Another NFL sketch followed that had the male stars play football players, each who would announce his crime as he introduces himself. The actors played a few characters each. I have to be honest, I didn’t think the sketch was all that interesting or funny.

The final sketch was another dud – this time Bobby Moynihan, Sasheer Zamata, and Davidson play participants at a video game focus group. The conceit of the sketch is that the characters in the video game – Pratt and Bayer – egg the players on, before going off on their own very dramatic soap opera (with shades of Beauty and the Beast). Davidson easily swipes the sketch without really doing much, though there wasn’t all that much to steal in the first place.

By the end, when Pratt was taking his bows with the cast, I was sad for the show. It’s obvious that the quality was on par with the mediocre 39th season. One bright spot will be Davidson (who got pushed out in the front during the bows – really classy of the castmembers to do that, btw).

For the show to work at this point, I think Lorne Michaels will need to look back at why certain seasons popped while others fizzled. Some of it is political landscape – left-leaning SNL doesn’t know how to tweak liberals and President Obama’s pretty likable, regardless of his politics, which makes it harder to make fun of him.

Interestingly enough, the show has a lot going for it – namely McKinnon and Bryant.
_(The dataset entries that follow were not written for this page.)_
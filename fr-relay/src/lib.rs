//! Frame relay
//!
//! Hands the newest decoded frame from a producer thread to a render
//! consumer that samples on its own schedule.
//!
//! Key properties:
//! - Producer and consumer never wait on each other (atomic pointer swap)
//! - Only the latest frame survives; each one is converted at most once
//! - Conversion to the consumer's size, layout and orientation happens on
//!   read, into a reusable scratch buffer

pub mod clock;
pub mod config;
pub mod frame_slot;
pub mod observer;
pub mod relay;
pub mod scratch;

pub use clock::*;
pub use config::*;
pub use frame_slot::*;
pub use observer::*;
pub use relay::*;
pub use scratch::*;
Strangely, the former was pretty absent for most of the episode (maybe the showrunners want to avoid a female cast MVP a la Kristen Wiig). Killan, also someone who dominates was underused. Another problem that this season has is a bloated cast – too many performers often thin out a sketch and leave little-to-no room for many of the actors. Case in point: the very talented Zamata who appeared in a couple of sketches, but wasn’t given a chance to make much of a mark – again, a shame because when given a chance, the comedienne proves to be very funny. Failing on SNL may be a public failure, but it doesn’t always mean the performer isn’t good – Julia Louis-Dreyfus, Laurie Metcalf, Christine Ebersole, Janeane Garafolo and Robert Downey, Jr. were all members of SNL and each had a hard time making his/her mark during his/her tenure.

Next week another former castmate/writer, Sarah Silverman, is hosting. Like Louis-Dreyfus, et al, Silverman is a very talented comic who – for a number of reasons – couldn’t hit her stride during her time. Since then, Silverman’s gone to become a minor legend and icon of sorts. And the week after Silverman, Bill Hader returns. Hader, unlike Silverman, had a triumphant run on the show. The contrast couldn’t be more pronounced. It’ll be interesting to see the upcoming episodes to see just how well these alumni blend in a cast that is largely made of performers they’ve never met.

Pratt, on the other hand, won’t be remembered as a particularly good host (which is a shame), but then again, he wasn’t the disaster that Jim Parsons was, either. It’s a little surprising that he felt lackluster given that he’s one of the funniest men working in Hollywood today. All in all, not a great way to start a season that’s supposed to be rehabilitative.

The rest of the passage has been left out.